Because real expertise doesn’t always come from an advanced degree—it comes from lived experience, from asking the right questions, from refusing to accept the status quo.
The Counterargument: But Don’t We Need Experts?
Of course, some will argue that only experts with MDs and PhDs should be trusted to shape healthcare policy.
But that assumes that the system they operate in is free from bias, conflicts of interest, or financial incentives.
The reality is that many of those with the most letters after their names are also the ones benefiting from pharma funding—whether through consulting fees, research grants, or advisory roles.
Meanwhile, patients and their families—the ones living with the consequences—are too often ignored.
That needs to change.
Asking Better Questions: Reclaiming Our Power
If there’s one thing I’ve learned on this journey, it’s this: no one is coming to save us. The institutions meant to protect us are too entangled in the web to act with true independence.
My late husband, Woody, used to say: “Follow the money.” And when you do, the truth becomes impossible to ignore. Pharmaceutical profits—not patient well-being—drive the system. That’s why the only way to create real change is through awareness, transparency, and fundamentally shifting how we think about medicine and health.
That starts with asking better questions:
- Who funded this research?
- Does this person or institution have financial ties, intellectual bias, or self-interest that could impact their recommendations?
- Who benefits from this treatment?
- What aren’t we being told?
- What are the long-term consequences of this drug or intervention?
- Are there safer, non-drug alternatives being ignored because they aren’t profitable?
But asking the right questions isn’t enough.
We have to stop outsourcing our health to a system built on financial incentives and guided by corporate interests.

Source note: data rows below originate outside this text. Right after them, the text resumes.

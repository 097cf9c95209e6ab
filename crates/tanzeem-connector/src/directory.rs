//! Directory client backed by a JSON export on disk.
//!
//! The file is re-read on every fetch so a fresh export is picked up by the
//! next scheduled run.

use std::path::{Path, PathBuf};

use async_trait::async_trait;

use tanzeem_protocol::{DirectorySnapshot, ExternalJamaat, ExternalMember};
use tanzeem_sync::{DirectoryClient, DirectoryError};

pub struct FileDirectory {
    path: PathBuf,
}

impl FileDirectory {
    pub fn new(path: impl Into<PathBuf>) -> Self {
        Self { path: path.into() }
    }

    pub fn path(&self) -> &Path {
        &self.path
    }

    async fn read(&self) -> Result<DirectorySnapshot, DirectoryError> {
        let content = tokio::fs::read_to_string(&self.path)
            .await
            .map_err(|e| DirectoryError::Unreachable(format!("{}: {}", self.path.display(), e)))?;
        let snapshot: DirectorySnapshot = serde_json::from_str(&content)
            .map_err(|e| DirectoryError::Malformed(format!("{}: {}", self.path.display(), e)))?;
        tracing::debug!(
            path = %self.path.display(),
            jamaats = snapshot.jamaats.len(),
            members = snapshot.members.len(),
            "Read directory export"
        );
        Ok(snapshot)
    }
}

#[async_trait]
impl DirectoryClient for FileDirectory {
    async fn fetch_jamaats(&self) -> Result<Vec<ExternalJamaat>, DirectoryError> {
        Ok(self.read().await?.jamaats)
    }

    async fn fetch_members(&self) -> Result<Vec<ExternalMember>, DirectoryError> {
        Ok(self.read().await?.members)
    }
}

#[cfg(test)]
mod tests {
    use super::*;

    #[tokio::test]
    async fn test_reads_camel_case_export() {
        let dir = tempfile::tempdir().unwrap();
        let path = dir.path().join("directory.json");
        std::fs::write(
            &path,
            r#"{
                "jamaats": [{"jamaatId": 501, "name": "Example Congregation", "circuitName": "North"}],
                "members": [{"chandaNo": "C-1", "jamaatId": 501, "firstName": "Ahmad", "lastName": "Khan"}]
            }"#,
        )
        .unwrap();

        let directory = FileDirectory::new(&path);
        let jamaats = directory.fetch_jamaats().await.unwrap();
        assert_eq!(jamaats[0].jamaat_id, 501);
        assert_eq!(jamaats[0].circuit_name.as_deref(), Some("North"));
        let members = directory.fetch_members().await.unwrap();
        assert_eq!(members[0].jamaat_id, Some(501));
    }

    #[tokio::test]
    async fn test_missing_file_is_unreachable() {
        let dir = tempfile::tempdir().unwrap();
        let directory = FileDirectory::new(dir.path().join("absent.json"));
        let err = directory.fetch_jamaats().await.unwrap_err();
        assert!(matches!(err, DirectoryError::Unreachable(_)));
    }

    #[tokio::test]
    async fn test_garbage_is_malformed() {
        let dir = tempfile::tempdir().unwrap();
        let path = dir.path().join("directory.json");
        std::fs::write(&path, "not json").unwrap();
        let err = FileDirectory::new(&path).fetch_members().await.unwrap_err();
        assert!(matches!(err, DirectoryError::Malformed(_)));
    }
}
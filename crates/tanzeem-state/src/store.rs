//! The query and flush surface shared by resolver, mapping and sync.
//!
//! Lookups are synchronous: they never suspend and are expected to be served
//! from memory or a local cache. Writes are staged in a [`ChangeSet`] and
//! committed in one `flush`, which is the transaction boundary.

use async_trait::async_trait;

use tanzeem_protocol::*;

use crate::{ChangeSet, StateError};

#[async_trait]
pub trait HierarchyStore: Send + Sync {
    fn zone(&self, id: &ZoneId) -> Result<Option<Zone>, StateError>;

    fn dila(&self, id: &DilaId) -> Result<Option<Dila>, StateError>;

    fn muqam(&self, id: &MuqamId) -> Result<Option<Muqam>, StateError>;

    fn jamaat(&self, id: &JamaatId) -> Result<Option<Jamaat>, StateError>;

    /// Look up a Jamaat by its external key.
    fn jamaat_by_no(&self, jamaat_no: ExternalJamaatId) -> Result<Option<Jamaat>, StateError>;

    fn jamaats(&self) -> Result<Vec<Jamaat>, StateError>;

    fn member_by_chanda_no(&self, chanda_no: &ChandaNo) -> Result<Option<Member>, StateError>;

    fn members(&self) -> Result<Vec<Member>, StateError>;

    fn account_by_chanda_no(&self, chanda_no: &ChandaNo) -> Result<Option<Account>, StateError>;

    /// Commit every staged record atomically.
    ///
    /// Either all records become visible or none do.
    async fn flush(&self, changes: ChangeSet) -> Result<(), StateError>;
}
use std::str::FromStr;

use chrono::{DateTime, Utc};
use serde::{Deserialize, Serialize};

use crate::constants::MAPPING_PERCENTAGE_DECIMALS;
use crate::error::ProtocolError;
use crate::identity::*;

/// Top-level region.
#[derive(Debug, Clone, PartialEq, Serialize, Deserialize)]
pub struct Zone {
    pub id: ZoneId,
    pub name: String,
}

impl Zone {
    pub fn new(name: impl Into<String>) -> Self {
        Self {
            id: ZoneId::generate(),
            name: name.into(),
        }
    }
}

/// District within a Zone.
#[derive(Debug, Clone, PartialEq, Serialize, Deserialize)]
pub struct Dila {
    pub id: DilaId,
    pub name: String,
    pub zone_id: ZoneId,
}

impl Dila {
    pub fn new(name: impl Into<String>, zone_id: ZoneId) -> Self {
        Self {
            id: DilaId::generate(),
            name: name.into(),
            zone_id,
        }
    }
}

/// Local administrative unit within a Dila.
#[derive(Debug, Clone, PartialEq, Serialize, Deserialize)]
pub struct Muqam {
    pub id: MuqamId,
    pub name: String,
    pub dila_id: DilaId,
}

impl Muqam {
    pub fn new(name: impl Into<String>, dila_id: DilaId) -> Self {
        Self {
            id: MuqamId::generate(),
            name: name.into(),
            dila_id,
        }
    }
}

/// A local congregation sourced from the external directory.
///
/// `jamaat_no` is the external natural key. `muqam_id` is owned locally
/// and only ever changed through the mapping operations.
#[derive(Debug, Clone, PartialEq, Serialize, Deserialize)]
pub struct Jamaat {
    pub id: JamaatId,
    pub jamaat_no: ExternalJamaatId,
    pub name: String,
    pub code: Option<String>,
    pub circuit_name: Option<String>,
    pub muqam_id: Option<MuqamId>,
    pub created_on: DateTime<Utc>,
    pub updated_on: Option<DateTime<Utc>>,
    /// Row version for optimistic concurrency; bumped by every committed write.
    #[serde(default)]
    pub version: u64,
}

impl Jamaat {
    /// Create an unmapped Jamaat for the given external key.
    pub fn new(jamaat_no: ExternalJamaatId, name: impl Into<String>) -> Self {
        Self {
            id: JamaatId::generate(),
            jamaat_no,
            name: name.into(),
            code: None,
            circuit_name: None,
            muqam_id: None,
            created_on: Utc::now(),
            updated_on: None,
            version: 0,
        }
    }

    pub fn is_mapped(&self) -> bool {
        self.muqam_id.is_some()
    }
}

/// A person record sourced from the external directory.
#[derive(Debug, Clone, PartialEq, Serialize, Deserialize)]
pub struct Member {
    pub id: MemberId,
    pub chanda_no: ChandaNo,
    /// Direct link to the member's Jamaat by its external key.
    pub jamaat_no: Option<ExternalJamaatId>,
    /// Direct Muqam link, used when the Jamaat is not yet known.
    pub muqam_id: Option<MuqamId>,
    pub email: Option<String>,
    pub first_name: String,
    pub middle_name: Option<String>,
    pub last_name: String,
    pub photo_url: Option<String>,
    pub created_on: DateTime<Utc>,
    pub updated_on: Option<DateTime<Utc>>,
}

impl Member {
    pub fn new(chanda_no: ChandaNo, first_name: impl Into<String>, last_name: impl Into<String>) -> Self {
        Self {
            id: MemberId::generate(),
            chanda_no,
            jamaat_no: None,
            muqam_id: None,
            email: None,
            first_name: first_name.into(),
            middle_name: None,
            last_name: last_name.into(),
            photo_url: None,
            created_on: Utc::now(),
            updated_on: None,
        }
    }

    /// Display name assembled from the name parts.
    pub fn full_name(&self) -> String {
        [Some(self.first_name.as_str()), self.middle_name.as_deref(), Some(self.last_name.as_str())]
            .into_iter()
            .flatten()
            .filter(|part| !part.is_empty())
            .collect::<Vec<_>>()
            .join(" ")
    }
}

/// Coarsest hierarchy tier reachable for a member or account.
#[derive(Debug, Clone, Copy, PartialEq, Eq, Hash, Serialize, Deserialize)]
pub enum OrganizationLevel {
    Zone,
    Dila,
    Muqam,
}

impl OrganizationLevel {
    pub fn as_str(&self) -> &'static str {
        match self {
            OrganizationLevel::Zone => "Zone",
            OrganizationLevel::Dila => "Dila",
            OrganizationLevel::Muqam => "Muqam",
        }
    }
}

impl std::fmt::Display for OrganizationLevel {
    fn fmt(&self, f: &mut std::fmt::Formatter<'_>) -> std::fmt::Result {
        f.write_str(self.as_str())
    }
}

impl FromStr for OrganizationLevel {
    type Err = ProtocolError;

    fn from_str(s: &str) -> Result<Self, Self::Err> {
        match s.trim().to_ascii_lowercase().as_str() {
            "zone" => Ok(OrganizationLevel::Zone),
            "dila" => Ok(OrganizationLevel::Dila),
            "muqam" => Ok(OrganizationLevel::Muqam),
            other => Err(ProtocolError::UnknownLevel(other.to_string())),
        }
    }
}

/// Resolved ancestor chain for a member or account.
#[derive(Debug, Clone, Copy, Default, PartialEq, Eq, Serialize, Deserialize)]
pub struct HierarchyContext {
    pub muqam_id: Option<MuqamId>,
    pub dila_id: Option<DilaId>,
    pub zone_id: Option<ZoneId>,
    pub organization_level: Option<OrganizationLevel>,
}

impl HierarchyContext {
    /// Build a context from the resolved ids, deriving the level.
    ///
    /// The level is the coarsest id present: Zone, then Dila, then Muqam.
    pub fn from_chain(
        muqam_id: Option<MuqamId>,
        dila_id: Option<DilaId>,
        zone_id: Option<ZoneId>,
    ) -> Self {
        let organization_level = if zone_id.is_some() {
            Some(OrganizationLevel::Zone)
        } else if dila_id.is_some() {
            Some(OrganizationLevel::Dila)
        } else if muqam_id.is_some() {
            Some(OrganizationLevel::Muqam)
        } else {
            None
        };
        Self {
            muqam_id,
            dila_id,
            zone_id,
            organization_level,
        }
    }

    pub fn is_empty(&self) -> bool {
        self.muqam_id.is_none() && self.dila_id.is_none() && self.zone_id.is_none()
    }
}

/// A locally provisioned user account keyed by ChandaNo.
///
/// The hierarchy fields are a denormalized cache of the resolved context.
#[derive(Debug, Clone, PartialEq, Serialize, Deserialize)]
pub struct Account {
    pub id: AccountId,
    pub chanda_no: ChandaNo,
    pub email: Option<String>,
    pub muqam_id: Option<MuqamId>,
    pub dila_id: Option<DilaId>,
    pub zone_id: Option<ZoneId>,
    pub organization_level: Option<OrganizationLevel>,
    pub created_on: DateTime<Utc>,
}

impl Account {
    pub fn new(chanda_no: ChandaNo, email: Option<String>, context: HierarchyContext) -> Self {
        let mut account = Self {
            id: AccountId::generate(),
            chanda_no,
            email,
            muqam_id: None,
            dila_id: None,
            zone_id: None,
            organization_level: None,
            created_on: Utc::now(),
        };
        account.apply_context(&context);
        account
    }

    /// Overwrite the cached hierarchy fields.
    pub fn apply_context(&mut self, context: &HierarchyContext) {
        self.muqam_id = context.muqam_id;
        self.dila_id = context.dila_id;
        self.zone_id = context.zone_id;
        self.organization_level = context.organization_level;
    }

    pub fn context(&self) -> HierarchyContext {
        HierarchyContext {
            muqam_id: self.muqam_id,
            dila_id: self.dila_id,
            zone_id: self.zone_id,
            organization_level: self.organization_level,
        }
    }
}

/// Aggregate Jamaat mapping coverage.
#[derive(Debug, Clone, Copy, PartialEq, Serialize, Deserialize)]
pub struct MappingStats {
    pub total: u64,
    pub mapped: u64,
    pub unmapped: u64,
    pub mapping_percentage: f64,
}

impl MappingStats {
    /// Compute stats from raw counts. An empty collection reports 0%.
    pub fn from_counts(total: u64, mapped: u64) -> Self {
        let mapping_percentage = if total == 0 {
            0.0
        } else {
            round_to(mapped as f64 / total as f64 * 100.0, MAPPING_PERCENTAGE_DECIMALS)
        };
        Self {
            total,
            mapped,
            unmapped: total.saturating_sub(mapped),
            mapping_percentage,
        }
    }
}

fn round_to(value: f64, decimals: i32) -> f64 {
    let factor = 10f64.powi(decimals);
    (value * factor).round() / factor
}

/// Outcome of one reconciliation run.
#[derive(Debug, Clone, Default, PartialEq, Eq, Serialize, Deserialize)]
pub struct SyncResult {
    pub total_fetched: usize,
    pub new_count: usize,
    pub updated_count: usize,
    pub failed_count: usize,
    pub errors: Vec<String>,
}

impl SyncResult {
    pub fn new(total_fetched: usize) -> Self {
        Self {
            total_fetched,
            ..Default::default()
        }
    }

    /// Record a failed item with its formatted error string.
    pub fn record_failure(&mut self, message: String) {
        self.failed_count += 1;
        self.errors.push(message);
    }

    pub fn has_failures(&self) -> bool {
        self.failed_count > 0
    }

    /// Number of records that were created or updated.
    pub fn processed(&self) -> usize {
        self.new_count + self.updated_count
    }
}
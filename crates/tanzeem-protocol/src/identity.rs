use std::str::FromStr;

use serde::{Deserialize, Serialize};
use uuid::Uuid;

use crate::error::ProtocolError;

/// Declares a UUID-backed identifier for one entity collection.
///
/// Each collection gets its own type so a `MuqamId` can never be passed
/// where a `DilaId` is expected.
macro_rules! entity_id {
    ($(#[$meta:meta])* $name:ident, $kind:literal) => {
        $(#[$meta])*
        #[derive(Debug, Clone, Copy, PartialEq, Eq, PartialOrd, Ord, Hash, Serialize, Deserialize)]
        #[serde(transparent)]
        pub struct $name(pub Uuid);

        impl $name {
            pub fn new(id: Uuid) -> Self {
                Self(id)
            }

            /// Generate a fresh random identifier.
            pub fn generate() -> Self {
                Self(Uuid::new_v4())
            }

            pub fn as_uuid(&self) -> &Uuid {
                &self.0
            }

            pub const fn kind() -> &'static str {
                $kind
            }
        }

        impl std::fmt::Display for $name {
            fn fmt(&self, f: &mut std::fmt::Formatter<'_>) -> std::fmt::Result {
                write!(f, "{}", self.0)
            }
        }

        impl FromStr for $name {
            type Err = ProtocolError;

            fn from_str(s: &str) -> Result<Self, Self::Err> {
                Uuid::parse_str(s.trim())
                    .map(Self)
                    .map_err(|_| ProtocolError::InvalidId {
                        kind: $kind,
                        value: s.to_string(),
                    })
            }
        }
    };
}

entity_id!(
    /// Identifier of a top-level Zone.
    ZoneId,
    "Zone"
);
entity_id!(
    /// Identifier of a Dila (district).
    DilaId,
    "Dila"
);
entity_id!(
    /// Identifier of a Muqam (local administrative unit).
    MuqamId,
    "Muqam"
);
entity_id!(
    /// Local identifier of a Jamaat row.
    JamaatId,
    "Jamaat"
);
entity_id!(MemberId, "Member");
entity_id!(AccountId, "Account");

/// Numeric Jamaat key assigned by the external directory.
///
/// This is the natural key used to match feed records against local rows.
#[derive(Debug, Clone, Copy, PartialEq, Eq, PartialOrd, Ord, Hash, Serialize, Deserialize)]
#[serde(transparent)]
pub struct ExternalJamaatId(pub i64);

impl ExternalJamaatId {
    pub fn new(id: i64) -> Self {
        Self(id)
    }

    pub fn value(&self) -> i64 {
        self.0
    }
}

impl std::fmt::Display for ExternalJamaatId {
    fn fmt(&self, f: &mut std::fmt::Formatter<'_>) -> std::fmt::Result {
        write!(f, "{}", self.0)
    }
}

/// A member's membership number. Unique and immutable.
#[derive(Debug, Clone, PartialEq, Eq, PartialOrd, Ord, Hash, Serialize, Deserialize)]
#[serde(transparent)]
pub struct ChandaNo(pub String);

impl ChandaNo {
    pub fn new(id: String) -> Self {
        Self(id)
    }

    /// Parse a membership number, trimming surrounding whitespace.
    ///
    /// Blank values are rejected since they cannot act as a join key.
    pub fn parse(raw: &str) -> Result<Self, ProtocolError> {
        let trimmed = raw.trim();
        if trimmed.is_empty() {
            return Err(ProtocolError::InvalidChandaNo(raw.to_string()));
        }
        Ok(Self(trimmed.to_string()))
    }

    pub fn as_str(&self) -> &str {
        &self.0
    }
}

impl std::fmt::Display for ChandaNo {
    fn fmt(&self, f: &mut std::fmt::Formatter<'_>) -> std::fmt::Result {
        write!(f, "{}", self.0)
    }
}
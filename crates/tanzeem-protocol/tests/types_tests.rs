//! Tests for the core directory types.
//!
//! Verifies:
//! - Organization level derivation from a resolved chain
//! - Mapping statistics arithmetic
//! - SyncResult bookkeeping
//! - Wire format of external records and domain events

use tanzeem_protocol::*;

// ═══════════════════════════════════════════════════════════════
// Hierarchy context
// ═══════════════════════════════════════════════════════════════

#[test]
fn empty_chain_has_no_level() {
    let ctx = HierarchyContext::from_chain(None, None, None);
    assert!(ctx.is_empty());
    assert_eq!(ctx.organization_level, None);
}

#[test]
fn muqam_only_chain_is_muqam_level() {
    let ctx = HierarchyContext::from_chain(Some(MuqamId::generate()), None, None);
    assert_eq!(ctx.organization_level, Some(OrganizationLevel::Muqam));
}

#[test]
fn truncated_chain_reports_dila_level() {
    let ctx = HierarchyContext::from_chain(
        Some(MuqamId::generate()),
        Some(DilaId::generate()),
        None,
    );
    assert_eq!(ctx.organization_level, Some(OrganizationLevel::Dila));
}

#[test]
fn organization_level_parses_case_insensitively() {
    assert_eq!("ZONE".parse::<OrganizationLevel>().unwrap(), OrganizationLevel::Zone);
    assert_eq!(" dila ".parse::<OrganizationLevel>().unwrap(), OrganizationLevel::Dila);
    assert!("jamaat".parse::<OrganizationLevel>().is_err());
}

// ═══════════════════════════════════════════════════════════════
// Mapping statistics
// ═══════════════════════════════════════════════════════════════

#[test]
fn stats_on_empty_collection_are_zero() {
    let stats = MappingStats::from_counts(0, 0);
    assert_eq!(stats.total, 0);
    assert_eq!(stats.mapped, 0);
    assert_eq!(stats.unmapped, 0);
    assert_eq!(stats.mapping_percentage, 0.0);
}

#[test]
fn stats_round_to_two_decimals() {
    let stats = MappingStats::from_counts(7, 2);
    // 2/7 = 28.5714...%
    assert_eq!(stats.mapping_percentage, 28.57);
    assert_eq!(stats.unmapped, 5);
}

#[test]
fn stats_fully_mapped_is_hundred() {
    let stats = MappingStats::from_counts(4, 4);
    assert_eq!(stats.mapping_percentage, 100.0);
}

// ═══════════════════════════════════════════════════════════════
// SyncResult
// ═══════════════════════════════════════════════════════════════

#[test]
fn sync_result_records_failures() {
    let mut result = SyncResult::new(3);
    result.new_count = 1;
    result.updated_count = 1;
    result.record_failure("Jamaat 7: name is blank".into());
    assert_eq!(result.failed_count, 1);
    assert_eq!(result.errors.len(), 1);
    assert_eq!(result.processed(), 2);
    assert!(result.has_failures());
}

// ═══════════════════════════════════════════════════════════════
// Wire formats
// ═══════════════════════════════════════════════════════════════

#[test]
fn external_jamaat_reads_camel_case() {
    let json = r#"{"jamaatId": 501, "name": "Example Congregation", "circuitName": "North"}"#;
    let record: ExternalJamaat = serde_json::from_str(json).unwrap();
    assert_eq!(record.jamaat_id, 501);
    assert_eq!(record.code, None);
    assert_eq!(record.circuit_name.as_deref(), Some("North"));
}

#[test]
fn external_member_optional_fields_default() {
    let json = r#"{"chandaNo": "A-100", "firstName": "Bilal", "lastName": "Ahmad"}"#;
    let record: ExternalMember = serde_json::from_str(json).unwrap();
    assert_eq!(record.chanda_no, "A-100");
    assert!(record.jamaat_id.is_none());
    assert!(record.email.is_none());
}

#[test]
fn domain_event_is_tagged() {
    let event = DomainEvent::jamaat_mapped(JamaatId::generate(), MuqamId::generate());
    let value = serde_json::to_value(&event).unwrap();
    assert_eq!(value["type"], "jamaat_mapped");
    assert_eq!(event.name(), "jamaat.mapped");
}

#[test]
fn account_caches_context() {
    let ctx = HierarchyContext::from_chain(Some(MuqamId::generate()), Some(DilaId::generate()), None);
    let account = Account::new(ChandaNo::new("55".into()), None, ctx);
    assert_eq!(account.context(), ctx);
    assert_eq!(account.organization_level, Some(OrganizationLevel::Dila));
}
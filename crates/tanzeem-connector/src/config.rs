//! Configuration loading from TOML and environment variables.
//!
//! The connector reads its configuration from:
//! 1. A TOML config file (passed with `--config`)
//! 2. Environment variables (override TOML values)
//!
//! Environment variable prefix: TANZEEM_

use std::path::{Path, PathBuf};
use std::time::Duration;

use serde::{Deserialize, Serialize};

use tanzeem_sync::{SyncConfig, SyncKind};

/// Top-level connector configuration.
#[derive(Debug, Clone, Default, Serialize, Deserialize)]
pub struct ConnectorConfig {
    /// Hierarchy store configuration.
    #[serde(default)]
    pub store: StoreConfig,
    /// External directory configuration.
    #[serde(default)]
    pub directory: DirectoryConfig,
    /// Sync schedule configuration.
    #[serde(default)]
    pub sync: ScheduleConfig,
    /// Logging configuration.
    #[serde(default)]
    pub logging: LoggingConfig,
}

/// Where the hierarchy store keeps its snapshot.
#[derive(Debug, Clone, Serialize, Deserialize)]
pub struct StoreConfig {
    /// Path of the JSON snapshot file.
    #[serde(default = "default_store_path")]
    pub path: PathBuf,
    /// Whether flushes are mirrored to the snapshot file.
    #[serde(default = "default_true")]
    pub persist: bool,
}

/// External directory export location.
#[derive(Debug, Clone, Serialize, Deserialize)]
pub struct DirectoryConfig {
    /// Path of the directory export (JSON).
    #[serde(default = "default_directory_path")]
    pub snapshot_path: PathBuf,
    /// Upper bound on one fetch, in seconds.
    #[serde(default = "default_fetch_timeout")]
    pub fetch_timeout_secs: u64,
}

/// Intervals for the scheduled sync runner.
#[derive(Debug, Clone, Serialize, Deserialize)]
pub struct ScheduleConfig {
    /// Seconds between Jamaat syncs.
    #[serde(default = "default_jamaat_interval")]
    pub jamaat_interval_secs: u64,
    /// Seconds between Member syncs.
    #[serde(default = "default_member_interval")]
    pub member_interval_secs: u64,
    /// Whether both syncs run immediately on start.
    #[serde(default = "default_true")]
    pub run_on_start: bool,
}

/// Logging configuration.
#[derive(Debug, Clone, Serialize, Deserialize)]
pub struct LoggingConfig {
    /// Log level filter (e.g., "info", "debug", "tanzeem_sync=debug,info").
    #[serde(default = "default_log_level")]
    pub level: String,
    /// Whether to output JSON-formatted logs.
    #[serde(default)]
    pub json_format: bool,
}

// -- Defaults --

fn default_true() -> bool {
    true
}
fn default_store_path() -> PathBuf {
    PathBuf::from(tanzeem_protocol::DEFAULT_STORE_PATH)
}
fn default_directory_path() -> PathBuf {
    PathBuf::from(tanzeem_protocol::DEFAULT_DIRECTORY_PATH)
}
fn default_fetch_timeout() -> u64 {
    tanzeem_protocol::DEFAULT_FETCH_TIMEOUT_SECS
}
fn default_jamaat_interval() -> u64 {
    tanzeem_protocol::DEFAULT_JAMAAT_SYNC_INTERVAL_SECS
}
fn default_member_interval() -> u64 {
    tanzeem_protocol::DEFAULT_MEMBER_SYNC_INTERVAL_SECS
}
fn default_log_level() -> String {
    "info".to_string()
}

// -- Trait impls --

impl Default for StoreConfig {
    fn default() -> Self {
        Self {
            path: default_store_path(),
            persist: true,
        }
    }
}

impl Default for DirectoryConfig {
    fn default() -> Self {
        Self {
            snapshot_path: default_directory_path(),
            fetch_timeout_secs: default_fetch_timeout(),
        }
    }
}

impl Default for ScheduleConfig {
    fn default() -> Self {
        Self {
            jamaat_interval_secs: default_jamaat_interval(),
            member_interval_secs: default_member_interval(),
            run_on_start: true,
        }
    }
}

impl Default for LoggingConfig {
    fn default() -> Self {
        Self {
            level: default_log_level(),
            json_format: false,
        }
    }
}

impl ScheduleConfig {
    /// Interval for one sync kind. Zero is clamped to one second.
    pub fn interval(&self, kind: SyncKind) -> Duration {
        let secs = match kind {
            SyncKind::Jamaats => self.jamaat_interval_secs,
            SyncKind::Members => self.member_interval_secs,
        };
        Duration::from_secs(secs.max(1))
    }
}

impl ConnectorConfig {
    /// Load configuration from a TOML file.
    pub fn from_file(path: &Path) -> Result<Self, anyhow::Error> {
        let content = std::fs::read_to_string(path)?;
        let config: ConnectorConfig = toml::from_str(&content)?;
        Ok(config)
    }

    /// Load configuration from a TOML file, with environment variable overrides.
    ///
    /// A missing file falls back to defaults. Overrides use the `TANZEEM_`
    /// prefix, for example `TANZEEM_STORE_PATH=/var/lib/tanzeem/store.json`.
    pub fn load(path: Option<&Path>) -> Result<Self, anyhow::Error> {
        let mut config = if let Some(path) = path {
            if path.exists() {
                Self::from_file(path)?
            } else {
                tracing::warn!(
                    path = %path.display(),
                    "Config file not found, using defaults"
                );
                Self::default()
            }
        } else {
            Self::default()
        };

        config.apply_overrides(|key| std::env::var(key).ok());

        Ok(config)
    }

    /// Apply overrides from a key lookup (the process environment in `load`).
    ///
    /// Unparseable numeric values are ignored with a warning.
    pub fn apply_overrides(&mut self, lookup: impl Fn(&str) -> Option<String>) {
        if let Some(val) = lookup("TANZEEM_STORE_PATH") {
            self.store.path = PathBuf::from(val);
        }
        if let Some(val) = lookup("TANZEEM_STORE_PERSIST") {
            self.store.persist = is_truthy(&val);
        }
        if let Some(val) = lookup("TANZEEM_DIRECTORY_PATH") {
            self.directory.snapshot_path = PathBuf::from(val);
        }
        if let Some(secs) = parse_secs(&lookup, "TANZEEM_FETCH_TIMEOUT") {
            self.directory.fetch_timeout_secs = secs;
        }
        if let Some(secs) = parse_secs(&lookup, "TANZEEM_JAMAAT_SYNC_INTERVAL") {
            self.sync.jamaat_interval_secs = secs;
        }
        if let Some(secs) = parse_secs(&lookup, "TANZEEM_MEMBER_SYNC_INTERVAL") {
            self.sync.member_interval_secs = secs;
        }
        if let Some(val) = lookup("TANZEEM_LOG_LEVEL") {
            self.logging.level = val;
        }
        if let Some(val) = lookup("TANZEEM_LOG_JSON") {
            self.logging.json_format = is_truthy(&val);
        }
    }

    /// Reconciliation settings derived from the directory section.
    /// A zero fetch timeout is clamped to one second.
    pub fn sync_config(&self) -> SyncConfig {
        SyncConfig {
            fetch_timeout: Duration::from_secs(self.directory.fetch_timeout_secs.max(1)),
        }
    }
}

fn is_truthy(val: &str) -> bool {
    val == "true" || val == "1"
}

fn parse_secs(lookup: &impl Fn(&str) -> Option<String>, key: &str) -> Option<u64> {
    let raw = lookup(key)?;
    match raw.trim().parse() {
        Ok(secs) => Some(secs),
        Err(_) => {
            tracing::warn!(key, value = %raw, "Ignoring non-numeric override");
            None
        }
    }
}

We must demand full transparency, challenge the status quo, and recognize that sometimes the best medicine isn’t a pill but a deeper understanding of what our bodies truly need.
Because once you see the web, you can’t unsee it.
And once you recognize how deeply medicine has been shaped by profit, you’ll realize the most important question isn’t just “What can I take?”—it’s “Who benefits if I do?”
Final Thoughts: Tearing Down the Web
I never wanted to be in this fight, but once you see the web, you can’t unsee it. That’s why I continue to speak out, to challenge the system, and to push for real accountability.
Because the stakes aren’t theoretical. They’re deeply personal.
For me, this fight began over two decades ago with Woody. But for countless others, it begins the moment they or someone they love is caught in the web—trusting a system that was never truly designed to protect them.
It’s time to tear down the web.
And it starts with seeing it for what it really is.